Alta nos juros de financiamento da casa própria faz consórcio crescer em 2016

Diante das alterações realizadas pelos bancos para a contratação de crédito imobiliário, a compra do imóvel ficou mais difícil para muitos dos brasileiros. Nesse cenário, o sistema de consórcio vem ganhando força. No entanto, a AMSPA – Associação dos Mutuários de São Paulo e Adjacências alerta o consumidor fazer essa modalidade apenas com empresas sólidas e não ter pressa para mudar. ​

​Desde o final do mês de março, estão mais caras as taxas de juros do crédito imobiliário provenientes dos recursos de poupança, subiram de 11,5% para 12,5% ao ano. Somente os financiamentos habitacionais com recursos do Programa Minha Casa, Minha Vida e do Fundo de Garantia do Tempo de Serviço (FGTS) não sofreram alteração.

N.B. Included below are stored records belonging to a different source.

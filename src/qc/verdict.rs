// Per-check verdicts and the narrative markup shared by all evaluators
//
// A verdict is created fresh by each evaluation call. Nothing here is
// global: the pass/fail flag travels inside the value and the gate combines
// flags explicitly.

use serde::Serialize;
use std::fmt;

const PASS_COLOR: &str = "green";
const FAIL_COLOR: &str = "red";

/// Which quality-control check produced a verdict
#[derive(Debug, Clone, Copy, PartialEq, Eq, Hash, Serialize)]
#[serde(rename_all = "snake_case")]
pub enum CheckKind {
    /// Clicks concentrated on screen positions (chi-square randomness test)
    PositionBias,
    /// Same item chosen as both most and least exemplar
    Contradiction,
    /// Trials that timed out without a response
    MissedTrials,
    /// Responses faster than a human can plausibly decide
    ReactionTime,
}

impl CheckKind {
    pub fn label(self) -> &'static str {
        match self {
            Self::PositionBias => "position bias",
            Self::Contradiction => "contradictions",
            Self::MissedTrials => "missed trials",
            Self::ReactionTime => "reaction time",
        }
    }

    /// Feedback shown to a participant whose work is rejected by this check
    pub fn rejection_reason(self) -> &'static str {
        match self {
            Self::PositionBias => {
                "You are clicking in the same place too often. Pleased click based on \
                 the images themselves, not their position."
            }
            Self::Contradiction => {
                "You are making too many contradictions. Please do not click around \
                 randomly, but make deliberate choices."
            }
            Self::MissedTrials => "You are not answering too many of the trials.",
            Self::ReactionTime => {
                "Your responses are too fast! Be sure you are not clicking randomly."
            }
        }
    }
}

impl fmt::Display for CheckKind {
    fn fmt(&self, f: &mut fmt::Formatter<'_>) -> fmt::Result {
        f.write_str(self.label())
    }
}

/// Outcome of one quality-control check
#[derive(Debug, Clone, PartialEq, Serialize)]
pub struct Verdict {
    pub check: CheckKind,

    /// Whether the participant is within limits for this check
    pub passed: bool,

    /// The statistic compared against `threshold`
    ///
    /// - position bias: 1 - goodness-of-fit p-value
    /// - contradiction, missed, reaction time: a fraction in [0, 1]
    pub metric: f64,

    pub threshold: f64,

    /// HTML fragment explaining the result to the participant
    pub narrative: String,

    /// Set when the check could not be computed from the trials
    #[serde(skip_serializing_if = "Option::is_none")]
    pub insufficient_data: Option<String>,
}

impl Verdict {
    /// Verdict for a metric where exceeding `threshold` fails
    ///
    /// The colored closing sentence is appended to `explanation`.
    pub(crate) fn against_threshold(
        check: CheckKind,
        metric: f64,
        threshold: f64,
        mut explanation: String,
        pass_message: &str,
        fail_message: &str,
    ) -> Self {
        let passed = metric <= threshold;
        if passed {
            explanation.push_str(&colored(PASS_COLOR, pass_message));
        } else {
            explanation.push_str(&colored(FAIL_COLOR, fail_message));
        }

        tracing::debug!(check = %check, metric, threshold, passed, "quality check evaluated");

        Self {
            check,
            passed,
            metric,
            threshold,
            narrative: explanation,
            insufficient_data: None,
        }
    }

    /// Passing verdict with a fixed success narrative
    pub(crate) fn pass(check: CheckKind, metric: f64, threshold: f64, explanation: String) -> Self {
        Self {
            check,
            passed: true,
            metric,
            threshold,
            narrative: explanation,
            insufficient_data: None,
        }
    }

    /// Failing verdict for a check that had nothing to evaluate
    pub fn insufficient_data(check: CheckKind, threshold: f64, reason: impl Into<String>) -> Self {
        let reason = reason.into();
        tracing::warn!(check = %check, %reason, "quality check had insufficient data");

        let narrative = colored(
            FAIL_COLOR,
            &format!(
                "We could not evaluate your {} ({}). Please repeat the practice.",
                check.label(),
                escape_html(&reason)
            ),
        );

        Self {
            check,
            passed: false,
            metric: 0.0,
            threshold,
            narrative,
            insufficient_data: Some(reason),
        }
    }
}

/// Wrap `text` in the color markup the debrief page renders
pub(crate) fn colored(color: &str, text: &str) -> String {
    format!("<font color=\"{}\">{}</font>", color, text)
}

/// Percentage for display, truncated toward zero
pub(crate) fn floor_percent(fraction: f64) -> i64 {
    (fraction * 100.0).floor() as i64
}

/// Percentage for display, nearest whole number with halves rounded up
pub(crate) fn round_percent(fraction: f64) -> i64 {
    (fraction * 100.0 + 0.5).floor() as i64
}

/// Escape HTML special characters in interpolated values
pub(crate) fn escape_html(text: &str) -> String {
    text.replace('&', "&amp;")
        .replace('<', "&lt;")
        .replace('>', "&gt;")
        .replace('"', "&quot;")
        .replace('\'', "&#39;")
}
//! Screener - Participant quality control for crowdsourced image rating
//!
//! This library provides the statistical checks used to decide whether a
//! participant's practice trials are good enough to continue: a chi-square
//! position-bias test, keep/reject contradiction pairing, missed-trial and
//! reaction-time limits, and the gate that combines them into one verdict
//! with participant-facing feedback.

pub mod cli;
pub mod distribution;
pub mod error;
pub mod qc;
pub mod special;
pub mod trial;

pub use error::{QcError, Result};
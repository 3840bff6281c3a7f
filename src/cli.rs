//! CLI argument parsing for Screener

use crate::qc::QualityConfig;
use clap::{Parser, ValueEnum};
use std::path::PathBuf;

/// Output format for the gate report
#[derive(Debug, Clone, Copy, PartialEq, Eq, ValueEnum)]
pub enum OutputFormat {
    /// Human-readable summary (default)
    Text,
    /// JSON report for machine parsing
    Json,
    /// Debrief markup shown to the participant
    Html,
}

/// Named threshold sets
#[derive(Debug, Clone, Copy, PartialEq, Eq, ValueEnum)]
pub enum Preset {
    Default,
    Strict,
    Permissive,
}

impl Preset {
    pub fn config(self) -> QualityConfig {
        match self {
            Preset::Default => QualityConfig::default(),
            Preset::Strict => QualityConfig::strict(),
            Preset::Permissive => QualityConfig::permissive(),
        }
    }
}

#[derive(Parser, Debug)]
#[command(name = "screener")]
#[command(version)]
#[command(about = "Quality control for crowdsourced image rating participants", long_about = None)]
pub struct Cli {
    /// JSON response log of the practice block
    #[arg(value_name = "TRIALS_JSON")]
    pub trials: PathBuf,

    /// TOML file with quality thresholds (overrides --preset)
    #[arg(long = "config", value_name = "TOML")]
    pub config: Option<PathBuf>,

    /// Threshold preset used when no config file is given
    #[arg(long = "preset", value_enum, default_value = "default")]
    pub preset: Preset,

    /// Attribute participants judge images by (e.g. "interesting")
    #[arg(long = "attribute", value_name = "WORD")]
    pub attribute: Option<String>,

    /// Largest acceptable 1 - p from the position-bias test
    #[arg(long = "max-prob-random", value_name = "RATE")]
    pub max_prob_random: Option<f64>,

    /// Largest acceptable fraction of contradicted choices
    #[arg(long = "max-frac-contradictions", value_name = "RATE")]
    pub max_frac_contradictions: Option<f64>,

    /// Largest acceptable fraction of missed trials
    #[arg(long = "max-frac-unanswered", value_name = "RATE")]
    pub max_frac_unanswered: Option<f64>,

    /// Largest acceptable fraction of too-fast responses
    #[arg(long = "max-frac-too-fast", value_name = "RATE")]
    pub max_frac_too_fast: Option<f64>,

    /// Reaction-time floor in milliseconds
    #[arg(long = "min-rt-ms", value_name = "MS")]
    pub min_rt_ms: Option<i64>,

    /// Output format
    #[arg(long = "format", value_enum, default_value = "text")]
    pub format: OutputFormat,

    /// Enable debug tracing output to stderr
    #[arg(long = "debug")]
    pub debug: bool,
}

impl Cli {
    /// Apply command-line overrides on top of a base configuration
    pub fn apply_overrides(&self, mut config: QualityConfig) -> QualityConfig {
        if let Some(attribute) = &self.attribute {
            config.attribute = attribute.clone();
        }
        if let Some(value) = self.max_prob_random {
            config.max_prob_random = value;
        }
        if let Some(value) = self.max_frac_contradictions {
            config.max_frac_contradictions = value;
        }
        if let Some(value) = self.max_frac_unanswered {
            config.max_frac_unanswered = value;
        }
        if let Some(value) = self.max_frac_too_fast {
            config.max_frac_too_fast = value;
        }
        if let Some(value) = self.min_rt_ms {
            config.min_trial_rt_ms = value;
        }
        config
    }

    /// Resolve the effective configuration: file or preset, then flags
    pub fn quality_config(&self) -> anyhow::Result<QualityConfig> {
        let base = match &self.config {
            Some(path) => QualityConfig::from_toml(path)?,
            None => self.preset.config(),
        };
        let config = self.apply_overrides(base);
        config
            .validate()
            .map_err(|e| anyhow::anyhow!("Invalid threshold: {}", e))?;
        Ok(config)
    }
}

O aumento dos juros, entrada maior para financiar o valor do bem e a redução do teto máximo são algumas das alterações feitas pelos bancos para a contratação de financiamento imobiliário.

Por isso, o sistema de consórcio tem sido alternativa para muitos futuros mutuários realizarem o sonho da moradia própria. Para se ter uma ideia, as cotas para compra de imóveis registraram um aumento de 40% nas vendas e 42,6% em créditos comercializados em 2015, com mais de um milhão de novas adesões em todo o País, segundo a Associação Brasileira de Administradoras de Consórcios (Abac).

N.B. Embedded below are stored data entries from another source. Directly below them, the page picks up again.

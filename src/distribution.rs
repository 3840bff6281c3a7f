//! Distribution engine: binomial CDF and chi-square goodness-of-fit
//!
//! Built on `special`. The goodness-of-fit test assumes a uniform null:
//! every category is expected to receive `total / category_count`
//! observations.

use crate::error::{QcError, Result};
use crate::special;
use std::collections::BTreeMap;

/// Observed counts keyed by category index; absent keys mean zero
pub type CategoryCounts = BTreeMap<usize, u64>;

/// P(X <= x) for X ~ Binomial(n, p), rounded to 5 decimal places
///
/// Uses P(X <= x) = 1 - I_p(x + 1, n - x). The rounding is part of the
/// contract: downstream threshold comparisons rely on it.
///
/// # Errors
/// - `InvalidSampleSize` when `n <= 0`
/// - `InvalidProbability` when `p` is outside [0, 1] or NaN
/// - `DidNotConverge` if the incomplete beta fails to converge
///
/// # Example
/// ```
/// use screener::distribution::binomial_cdf;
///
/// assert_eq!(binomial_cdf(-1, 10, 0.5).unwrap(), 0.0);
/// assert_eq!(binomial_cdf(10, 10, 0.5).unwrap(), 1.0);
/// assert!((binomial_cdf(5, 10, 0.5).unwrap() - 0.62305).abs() < 1e-4);
/// ```
pub fn binomial_cdf(x: i64, n: i64, p: f64) -> Result<f64> {
    if n <= 0 {
        return Err(QcError::InvalidSampleSize(n));
    }
    if !(0.0..=1.0).contains(&p) {
        return Err(QcError::InvalidProbability(p));
    }
    if x < 0 {
        return Ok(0.0);
    }
    if x >= n {
        return Ok(1.0);
    }

    let successes = (x + 1) as f64;
    let failures = (n - x) as f64;
    let beta_cdf = special::incomplete_beta(p, successes, failures)?;

    Ok(round_to_places(1.0 - beta_cdf, 5))
}

fn round_to_places(value: f64, places: i32) -> f64 {
    let scale = 10f64.powi(places);
    (value * scale).round() / scale
}

/// Chi-square statistic of `counts` against a uniform expectation
///
/// Sums `(observed - expected)^2 / expected` over categories
/// `0..category_count`; categories missing from `counts` contribute
/// `expected`.
///
/// # Errors
/// `InsufficientData` when `category_count` or `total` is zero (the
/// expected count would be zero).
pub fn chi_square_statistic(
    counts: &CategoryCounts,
    total: u64,
    category_count: usize,
) -> Result<f64> {
    if category_count == 0 {
        return Err(QcError::insufficient(
            "chi-square test needs at least one category",
        ));
    }
    if total == 0 {
        return Err(QcError::insufficient(
            "chi-square test needs at least one observation",
        ));
    }

    let expected = total as f64 / category_count as f64;
    let statistic = (0..category_count)
        .map(|category| {
            let observed = counts.get(&category).copied().unwrap_or(0) as f64;
            (observed - expected).powi(2) / expected
        })
        .sum();

    Ok(statistic)
}

/// Goodness-of-fit p-value of `counts` against a uniform distribution
///
/// Degrees of freedom are `category_count - 1`. A p-value near 1 means the
/// tally is indistinguishable from uniform; near 0 means strongly skewed.
///
/// # Example
/// ```
/// use screener::distribution::{chi_square_goodness_of_fit_p_value, CategoryCounts};
///
/// let counts = CategoryCounts::from([(0, 25), (1, 25), (2, 25), (3, 25)]);
/// let p = chi_square_goodness_of_fit_p_value(&counts, 100, 4).unwrap();
/// assert!((p - 1.0).abs() < 1e-9);
/// ```
pub fn chi_square_goodness_of_fit_p_value(
    counts: &CategoryCounts,
    total: u64,
    category_count: usize,
) -> Result<f64> {
    let statistic = chi_square_statistic(counts, total, category_count)?;
    let degrees_of_freedom = u32::try_from(category_count - 1).unwrap_or(u32::MAX);
    let p_value = special::chi_square_upper_tail(statistic, degrees_of_freedom);

    tracing::debug!(
        statistic,
        degrees_of_freedom,
        p_value,
        total,
        "chi-square goodness of fit"
    );

    Ok(p_value)
}

#[cfg(test)]
mod tests {
    use super::*;

    #[test]
    fn test_binomial_cdf_rejects_bad_sample_size() {
        assert_eq!(
            binomial_cdf(1, 0, 0.5),
            Err(QcError::InvalidSampleSize(0))
        );
        assert_eq!(
            binomial_cdf(1, -4, 0.5),
            Err(QcError::InvalidSampleSize(-4))
        );
    }

    #[test]
    fn test_binomial_cdf_rejects_bad_probability() {
        assert!(matches!(
            binomial_cdf(1, 10, 1.5),
            Err(QcError::InvalidProbability(_))
        ));
        assert!(matches!(
            binomial_cdf(1, 10, -0.1),
            Err(QcError::InvalidProbability(_))
        ));
        assert!(matches!(
            binomial_cdf(1, 10, f64::NAN),
            Err(QcError::InvalidProbability(_))
        ));
    }

    #[test]
    fn test_binomial_cdf_bounds() {
        assert_eq!(binomial_cdf(-1, 20, 0.3).unwrap(), 0.0);
        assert_eq!(binomial_cdf(20, 20, 0.3).unwrap(), 1.0);
        assert_eq!(binomial_cdf(25, 20, 0.3).unwrap(), 1.0);
    }

    #[test]
    fn test_binomial_cdf_reference_values() {
        // Binomial(10, 0.5): P(X <= 5) = 638/1024, P(X <= 2) = 56/1024
        assert!((binomial_cdf(5, 10, 0.5).unwrap() - 0.623_05).abs() < 1e-4);
        assert!((binomial_cdf(2, 10, 0.5).unwrap() - 0.054_69).abs() < 1e-4);
        // Binomial(4, 0.25): P(X <= 0) = 0.75^4
        assert!((binomial_cdf(0, 4, 0.25).unwrap() - 0.316_41).abs() < 1e-4);
    }

    #[test]
    fn test_binomial_cdf_degenerate_probabilities() {
        assert_eq!(binomial_cdf(3, 10, 0.0).unwrap(), 1.0);
        assert_eq!(binomial_cdf(3, 10, 1.0).unwrap(), 0.0);
    }

    #[test]
    fn test_binomial_cdf_is_rounded() {
        let value = binomial_cdf(7, 23, 0.37).unwrap();
        assert_eq!(value, round_to_places(value, 5));
    }

    #[test]
    fn test_chi_square_statistic_uniform_is_zero() {
        let counts = CategoryCounts::from([(0, 10), (1, 10), (2, 10)]);
        assert_eq!(chi_square_statistic(&counts, 30, 3).unwrap(), 0.0);
    }

    #[test]
    fn test_chi_square_statistic_absent_categories_count_as_zero() {
        // expected = 10 per category; observed {20, 0}
        let counts = CategoryCounts::from([(0, 20)]);
        assert_eq!(chi_square_statistic(&counts, 20, 2).unwrap(), 20.0);
    }

    #[test]
    fn test_chi_square_statistic_guards_division_by_zero() {
        let counts = CategoryCounts::new();
        assert!(matches!(
            chi_square_statistic(&counts, 0, 4),
            Err(QcError::InsufficientData { .. })
        ));
        assert!(matches!(
            chi_square_statistic(&counts, 10, 0),
            Err(QcError::InsufficientData { .. })
        ));
    }

    #[test]
    fn test_goodness_of_fit_uniform_tally() {
        let counts = CategoryCounts::from([(0, 50), (1, 50)]);
        let p = chi_square_goodness_of_fit_p_value(&counts, 100, 2).unwrap();
        assert_eq!(p, 1.0);
    }

    #[test]
    fn test_goodness_of_fit_skewed_tally() {
        let counts = CategoryCounts::from([(2, 60)]);
        let p = chi_square_goodness_of_fit_p_value(&counts, 60, 4).unwrap();
        assert!(p < 1e-6, "p = {}", p);
    }

    #[test]
    fn test_goodness_of_fit_single_category() {
        // df = 0: no evidence against uniformity is possible
        let counts = CategoryCounts::from([(0, 12)]);
        let p = chi_square_goodness_of_fit_p_value(&counts, 12, 1).unwrap();
        assert_eq!(p, 1.0);
    }
}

Mas, antes de aderir ao consórcio, é preciso ficar atento à administradora. “Eu aconselho os consumidores escolherem apenas empresas sólidas para não ter dor de cabeça mais adiante”, ressalta Marco Aurélio Luz, presidente da AMSPA – Associação dos Mutuários de São Paulo e Adjacências. Para verificar a regularidade da operadora de consórcio é necessário entrar no site do Banco Central. No portal será possível checar se a instituição tem autorização para funcionar.

Para Luz, quem optar pelo consórcio não deve ter pressa, pois pode tanto ser o primeiro a ser contemplado como o último. “Devemos alertar ao futuro mutuário, que deseja comprar sua primeira casa por essa modalidade que, quando liberar a carta de crédito, muitas vezes, o valor não é suficiente para aquisição do bem desejado. Nesses casos, em que houve a valorização do imóvel, por conta da correção pelo INCC – Índice Nacional de Custo da Construção e a quantia ficou acima do crédito recebido, o futuro dono da propriedade terá de ter reservas próprias para completar o pagamento. Caso contrário, será forçado a comprar o imóvel em outro local não desejado e, com isso, gerar problemas sérios, como o de mobilidade”, explica. “Por isso, esse financiamento é ideal para quem não tem urgência de se mudar”, completa.

Vantagens e desvantagens

O consumidor que escolher o sistema de consórcio terá os seguintes benefícios: as parcelas não têm juros; é possível usar o FGTS para dar lances e receber a carta de crédito antes; é  menos burocrático, pois não exige comprovação de renda e o prazo para a liberação (varia entre 60 a 180 meses), que é menor, se comparado a outros financiamentos que chegam a 30 anos. “O consórcio também é uma boa saída para compradores não são disciplinados o suficiente, para fazer uma poupança de longo prazo”, destaca o presidente da AMSPA.

 

Já os malefícios são: as taxas de administração e adesão; os seguros e o fundo de reserva para prevenir inadimplência, que podem comprometer em até 20% das prestações.